[Dataset entries]
**********

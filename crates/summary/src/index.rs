use crate::{Result, SummaryError};
use serde::{Deserialize, Serialize};
use std::fmt;

/// Subdirectories a command store may keep indexed blobs in.
#[derive(Debug, Clone, Copy, PartialEq, Eq, PartialOrd, Ord, Hash, Serialize, Deserialize)]
#[serde(rename_all = "kebab-case")]
pub enum SummaryIndex {
    BuildScans,
    DockerScans,
    BinariesScans,
    SarifReports,
}

impl SummaryIndex {
    pub const ALL: [SummaryIndex; 4] = [
        SummaryIndex::BuildScans,
        SummaryIndex::DockerScans,
        SummaryIndex::BinariesScans,
        SummaryIndex::SarifReports,
    ];

    pub fn as_str(self) -> &'static str {
        match self {
            SummaryIndex::BuildScans => "build-scans",
            SummaryIndex::DockerScans => "docker-scans",
            SummaryIndex::BinariesScans => "binaries-scans",
            SummaryIndex::SarifReports => "sarif-reports",
        }
    }

    pub fn parse(name: &str) -> Result<Self> {
        Self::from_dir_name(name).ok_or_else(|| SummaryError::InvalidIndex(name.to_string()))
    }

    /// Like [`SummaryIndex::parse`], for directory walks where foreign names
    /// are skipped.
    pub fn from_dir_name(name: &str) -> Option<Self> {
        Self::ALL.into_iter().find(|index| index.as_str() == name)
    }
}

impl fmt::Display for SummaryIndex {
    fn fmt(&self, f: &mut fmt::Formatter<'_>) -> fmt::Result {
        f.write_str(self.as_str())
    }
}
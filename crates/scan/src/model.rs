use serde::{Deserialize, Serialize};
use std::cmp::Ordering;
use std::collections::BTreeMap;
use std::fmt;
use std::str::FromStr;

/// Severity as reported by the scan service. Ordered from least to most
/// severe.
#[derive(Debug, Clone, Copy, PartialEq, Eq, Hash, Default, Serialize, Deserialize)]
#[serde(from = "String", into = "String")]
pub enum Severity {
    #[default]
    Unknown,
    Low,
    Medium,
    High,
    Critical,
}

impl Severity {
    pub fn as_str(self) -> &'static str {
        match self {
            Severity::Unknown => "Unknown",
            Severity::Low => "Low",
            Severity::Medium => "Medium",
            Severity::High => "High",
            Severity::Critical => "Critical",
        }
    }

    fn rank(self) -> u8 {
        match self {
            Severity::Unknown => 0,
            Severity::Low => 1,
            Severity::Medium => 2,
            Severity::High => 3,
            Severity::Critical => 4,
        }
    }
}

impl PartialOrd for Severity {
    fn partial_cmp(&self, other: &Self) -> Option<Ordering> {
        Some(self.cmp(other))
    }
}

impl Ord for Severity {
    fn cmp(&self, other: &Self) -> Ordering {
        self.rank().cmp(&other.rank())
    }
}

impl fmt::Display for Severity {
    fn fmt(&self, f: &mut fmt::Formatter<'_>) -> fmt::Result {
        f.write_str(self.as_str())
    }
}

impl FromStr for Severity {
    type Err = String;

    fn from_str(s: &str) -> Result<Self, Self::Err> {
        match s.trim().to_ascii_lowercase().as_str() {
            "low" => Ok(Severity::Low),
            "medium" => Ok(Severity::Medium),
            "high" => Ok(Severity::High),
            "critical" => Ok(Severity::Critical),
            "unknown" | "" => Ok(Severity::Unknown),
            other => Err(format!(
                "unsupported severity '{other}' (expected low|medium|high|critical)"
            )),
        }
    }
}

impl From<String> for Severity {
    fn from(raw: String) -> Self {
        raw.parse().unwrap_or_default()
    }
}

impl From<Severity> for String {
    fn from(severity: Severity) -> Self {
        severity.as_str().to_string()
    }
}

#[derive(Debug, Clone, Default, PartialEq, Eq, Serialize, Deserialize)]
pub struct ScanResponse {
    #[serde(default)]
    pub scan_id: String,
    #[serde(default, skip_serializing_if = "Vec::is_empty")]
    pub vulnerabilities: Vec<Vulnerability>,
    #[serde(default, skip_serializing_if = "Vec::is_empty")]
    pub violations: Vec<Violation>,
    #[serde(default, skip_serializing_if = "Vec::is_empty")]
    pub licenses: Vec<License>,
}

impl ScanResponse {
    pub fn issue_count(&self) -> usize {
        self.vulnerabilities.len() + self.violations.len()
    }
}

#[derive(Debug, Clone, Default, PartialEq, Eq, Serialize, Deserialize)]
pub struct Vulnerability {
    #[serde(default)]
    pub issue_id: String,
    #[serde(default)]
    pub summary: String,
    #[serde(default)]
    pub severity: Severity,
    #[serde(default)]
    pub cves: Vec<Cve>,
    /// Affected component id → fix and impact data.
    #[serde(default)]
    pub components: BTreeMap<String, Component>,
    #[serde(default, skip_serializing_if = "Vec::is_empty")]
    pub references: Vec<String>,
}

#[derive(Debug, Clone, Default, PartialEq, Eq, Serialize, Deserialize)]
pub struct Violation {
    #[serde(default)]
    pub issue_id: String,
    #[serde(default)]
    pub summary: String,
    #[serde(default)]
    pub severity: Severity,
    /// `security`, `license` or `operational_risk`.
    #[serde(default, rename = "type")]
    pub violation_type: String,
    #[serde(default)]
    pub cves: Vec<Cve>,
    #[serde(default)]
    pub components: BTreeMap<String, Component>,
    #[serde(default, skip_serializing_if = "String::is_empty")]
    pub watch_name: String,
    #[serde(default, skip_serializing_if = "String::is_empty")]
    pub license_key: String,
}

impl Violation {
    pub fn is_license(&self) -> bool {
        self.violation_type == "license"
    }
}

#[derive(Debug, Clone, Default, PartialEq, Eq, Serialize, Deserialize)]
pub struct License {
    pub key: String,
    #[serde(default)]
    pub name: String,
    #[serde(default)]
    pub components: BTreeMap<String, Component>,
}

#[derive(Debug, Clone, Default, PartialEq, Eq, Serialize, Deserialize)]
pub struct Component {
    #[serde(default, skip_serializing_if = "Vec::is_empty")]
    pub fixed_versions: Vec<String>,
    #[serde(default, skip_serializing_if = "Vec::is_empty")]
    pub impact_paths: Vec<Vec<ImpactPathNode>>,
}

impl Component {
    pub fn is_fixable(&self) -> bool {
        !self.fixed_versions.is_empty()
    }
}

#[derive(Debug, Clone, Default, PartialEq, Eq, Serialize, Deserialize)]
pub struct ImpactPathNode {
    pub component_id: String,
    #[serde(default, skip_serializing_if = "String::is_empty")]
    pub full_path: String,
}

#[derive(Debug, Clone, Default, PartialEq, Eq, Serialize, Deserialize)]
pub struct Cve {
    #[serde(default)]
    pub cve: String,
    #[serde(default, skip_serializing_if = "String::is_empty")]
    pub cvss_v2_score: String,
    #[serde(default, skip_serializing_if = "String::is_empty")]
    pub cvss_v3_score: String,
}

#[cfg(test)]
mod tests {
    use super::*;

    #[test]
    fn severity_orders_and_parses_loosely() {
        assert!(Severity::Critical > Severity::High);
        assert!(Severity::Low > Severity::Unknown);
        assert_eq!("HIGH".parse::<Severity>(), Ok(Severity::High));
        assert!("urgent".parse::<Severity>().is_err());
        let parsed: Severity = serde_json::from_str("\"Urgent\"").unwrap();
        assert_eq!(parsed, Severity::Unknown);
    }

    #[test]
    fn response_parses_service_shape() {
        let raw = r#"{
            "scan_id": "9c9dbd61",
            "vulnerabilities": [{
                "issue_id": "XRAY-1",
                "summary": "Prototype pollution",
                "severity": "High",
                "cves": [{"cve": "CVE-2021-23337", "cvss_v3_score": "7.2"}],
                "components": {"npm://lodash:4.17.20": {"fixed_versions": ["[4.17.21]"]}},
                "references": ["https://example.test/advisory"]
            }],
            "violations": [{"issue_id": "XRAY-2", "type": "license", "severity": "Medium",
                            "license_key": "GPL-3.0", "watch_name": "w",
                            "components": {"npm://gpl:1.0.0": {}}}]
        }"#;
        let response: ScanResponse = serde_json::from_str(raw).unwrap();
        assert_eq!(response.issue_count(), 2);
        assert!(response.vulnerabilities[0].components["npm://lodash:4.17.20"].is_fixable());
        assert!(response.violations[0].is_license());
    }
}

**********

— WHAT YOU SHOULD DO —
What are the lines from the one with "assert!(Severity::Critical > Severity::High);" through the end of the records above? Set them down exactly, both ends included, and nothing else.

— TASK RESULT —
        assert!(Severity::Critical > Severity::High);
        assert!(Severity::Low > Severity::Unknown);
        assert_eq!("HIGH".parse::<Severity>(), Ok(Severity::High));
        assert!("urgent".parse::<Severity>().is_err());
        let parsed: Severity = serde_json::from_str("\"Urgent\"").unwrap();
        assert_eq!(parsed, Severity::Unknown);
    }

    #[test]
    fn response_parses_service_shape() {
        let raw = r#"{
            "scan_id": "9c9dbd61",
            "vulnerabilities": [{
                "issue_id": "XRAY-1",
                "summary": "Prototype pollution",
                "severity": "High",
                "cves": [{"cve": "CVE-2021-23337", "cvss_v3_score": "7.2"}],
                "components": {"npm://lodash:4.17.20": {"fixed_versions": ["[4.17.21]"]}},
                "references": ["https://example.test/advisory"]
            }],
            "violations": [{"issue_id": "XRAY-2", "type": "license", "severity": "Medium",
                            "license_key": "GPL-3.0", "watch_name": "w",
                            "components": {"npm://gpl:1.0.0": {}}}]
        }"#;
        let response: ScanResponse = serde_json::from_str(raw).unwrap();
        assert_eq!(response.issue_count(), 2);
        assert!(response.vulnerabilities[0].components["npm://lodash:4.17.20"].is_fixable());
        assert!(response.violations[0].is_license());
    }
}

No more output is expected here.